One patent, No. 10,114,351, reads, “According to
embodiments of this disclosure, a smart-home environment may be provided with
smart-device environment policies that use smart-devices to monitor activities
within a smart-device environment, report on these activities, and/or provide
smart-device control based upon these activities.”
So clearly they want to monitor us and report back what
we are doing.
It goes on to describe an example in the usual patent
legalese. But it’s worth providing here the exact description for you to see,
in particular, the last sentence:
By way of example, the high-power processor 20 and the
low-power processor 22 may detect when a location (e.g., a house or room) is
occupied (i.e., includes a presence of a human), up to and including whether it
is occupied by a specific person or is occupied by a specific number of people
(e.g., relative to one or more thresholds). In one embodiment, this detection
can occur, e.g., by analyzing microphone signals, detecting user movements
(e.g., in front of a device), detecting openings and closings of doors or
garage doors, detecting wireless signals, detecting an internet protocol (IP)

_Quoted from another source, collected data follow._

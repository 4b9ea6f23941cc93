//! Convenience interfaces for common decoding and rendering patterns.
//!
//! The functions in this module are suited to decoding whole streams from
//! files and byte slices into an [`Automaton`], and rendering windows of it
//! onto a [`Surface`].
//!
//! ```
//! let bytes = std::fs::read("history.eca")?;
//! let automaton = Automaton::from_slice(&bytes)?;
//! let bitmap: Bitmap = automaton.render(-32, 0, 64, 32);
//! println!("{bitmap}");
//! ```

pub mod automaton;
#[cfg(feature = "std")]
pub mod reader;
pub mod slice;
pub mod surface;

pub use automaton::Automaton;
#[cfg(feature = "std")]
pub use reader::decode as decode_reader;
pub use slice::decode as decode_slice;
pub use surface::{Bitmap, Surface};
//! Drawing surfaces for rendered windows.

use core::fmt;

use alloc::{vec, vec::Vec};

#[cfg(feature = "std")]
extern crate std;

#[cfg(feature = "std")]
use std::io::{self, Write};

/// A two-dimensional surface marks can be painted onto.
///
/// Rendering creates a fresh surface of the window's size and paints a
/// single-cell mark for each foreground cell, with `(0, 0)` at the top left.
pub trait Surface {
    /// Create a blank surface.
    fn create(width: usize, height: usize) -> Self
    where
        Self: Sized;

    /// Paint a mark at the given coordinates.
    fn paint(&mut self, x: usize, y: usize);
}

/// A monochrome bitmap.
///
/// Each line is packed eight marks to a byte, leftmost mark in the most
/// significant bit, and padded to a whole byte. This is also the layout of a
/// binary PBM image.
#[derive(Debug, Clone, PartialEq, Eq, Hash)]
pub struct Bitmap {
    width: usize,
    height: usize,
    stride: usize,
    bits: Vec<u8>,
}

impl Bitmap {
    /// Create a blank bitmap.
    pub fn new(width: usize, height: usize) -> Self {
        let stride = width.div_ceil(8);

        Self {
            width,
            height,
            stride,
            bits: vec![0; stride * height],
        }
    }

    pub fn width(&self) -> usize {
        self.width
    }

    pub fn height(&self) -> usize {
        self.height
    }

    /// Whether a mark was painted at the given coordinates. Coordinates outside
    /// the bitmap are never marked.
    pub fn is_marked(&self, x: usize, y: usize) -> bool {
        if x >= self.width || y >= self.height {
            return false;
        }

        self.bits[y * self.stride + x / 8] & (0x80 >> (x % 8)) != 0
    }

    /// The number of marks painted.
    pub fn count_marked(&self) -> usize {
        self.bits.iter().map(|b| b.count_ones() as usize).sum()
    }

    /// The packed lines of the bitmap.
    pub fn as_bytes(&self) -> &[u8] {
        &self.bits
    }

    /// Write the bitmap as a binary PBM (`P4`) image, marks in black.
    ///
    /// _Requires Cargo feature `std`._
    #[cfg(feature = "std")]
    pub fn write_pbm(&self, w: &mut impl Write) -> io::Result<()> {
        write!(w, "P4\n{} {}\n", self.width, self.height)?;
        w.write_all(&self.bits)
    }
}

impl Surface for Bitmap {
    fn create(width: usize, height: usize) -> Self {
        Self::new(width, height)
    }

    fn paint(&mut self, x: usize, y: usize) {
        if x >= self.width || y >= self.height {
            return;
        }

        self.bits[y * self.stride + x / 8] |= 0x80 >> (x % 8);
    }
}

/// Draws marks as `#` and blanks as `.`, one line of text per line.
impl fmt::Display for Bitmap {
    fn fmt(&self, f: &mut fmt::Formatter<'_>) -> fmt::Result {
        for y in 0..self.height {
            for x in 0..self.width {
                f.write_str(if self.is_marked(x, y) { "#" } else { "." })?;
            }
            f.write_str("\n")?;
        }

        Ok(())
    }
}

#[cfg(test)]
mod tests {
    use alloc::string::ToString;

    use super::*;

    #[test]
    fn paint_packs_most_significant_bit_first() {
        let mut bitmap = Bitmap::create(10, 2);
        bitmap.paint(0, 0);
        bitmap.paint(9, 0);
        bitmap.paint(3, 1);

        assert_eq!(bitmap.as_bytes(), &[0b1000_0000, 0b0100_0000, 0b0001_0000, 0]);
        assert!(bitmap.is_marked(9, 0));
        assert!(!bitmap.is_marked(8, 0));
        assert_eq!(bitmap.count_marked(), 3);
    }

    #[test]
    fn paint_outside_is_ignored() {
        let mut bitmap = Bitmap::new(3, 3);
        bitmap.paint(3, 0);
        bitmap.paint(0, 3);

        assert_eq!(bitmap.count_marked(), 0);
        assert!(!bitmap.is_marked(3, 0));
    }

    #[test]
    fn display_as_text() {
        let mut bitmap = Bitmap::new(4, 2);
        bitmap.paint(1, 0);
        bitmap.paint(3, 1);

        assert_eq!(bitmap.to_string(), ".#..\n...#\n");
    }

    #[cfg(feature = "std")]
    #[test]
    fn write_binary_pbm() {
        let mut bitmap = Bitmap::new(9, 1);
        bitmap.paint(8, 0);

        let mut out = Vec::new();
        bitmap.write_pbm(&mut out).unwrap();
        assert_eq!(out, b"P4\n9 1\n\x00\x80");
    }
}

address of a received signal, detecting operation of one or more devices within
a time window, or the like. Moreover, the high-power processor 20 and the
low-power processor 22 may include image recognition technology to identify
particular occupants or objects.
In other words, the goal is to track us throughout the
home — observing who is in each room, where we are moving, and what we are
doing.
What’s of note is the patent that was awarded to one of
Google’s star teams, associated with the development of the Nest thermostat — a
breakthrough product with a microphone.
When Amazon first introduced their Alexa speaker, and
Google followed with their own speaker, security experts warned that these
devices could be turned around to spy on us, and that’s exactly what appears to
be happening. While there are many good uses for adding sensors for home
automation, the danger comes when they are being monitored and used by outside
companies with an insatiable desire to know everything about us.
But there's even more. According to The Atlantic:
A second patent proposes a smart-home system that would
help run the household, using sensors and cameras to restrict kids’ behavior.
Parents could program a device to note if it overhears 'foul language' from
children, scan internet usage for mature or objectionable content, or use
'occupancy sensors' to determine if certain areas of the house are accessed
while they’re gone— for example, the liquor cabinet. The system could be set to
'change a smart lighting system color to red and flash the lights' as a warning
to children or even power off lights and devices if they’re grounded.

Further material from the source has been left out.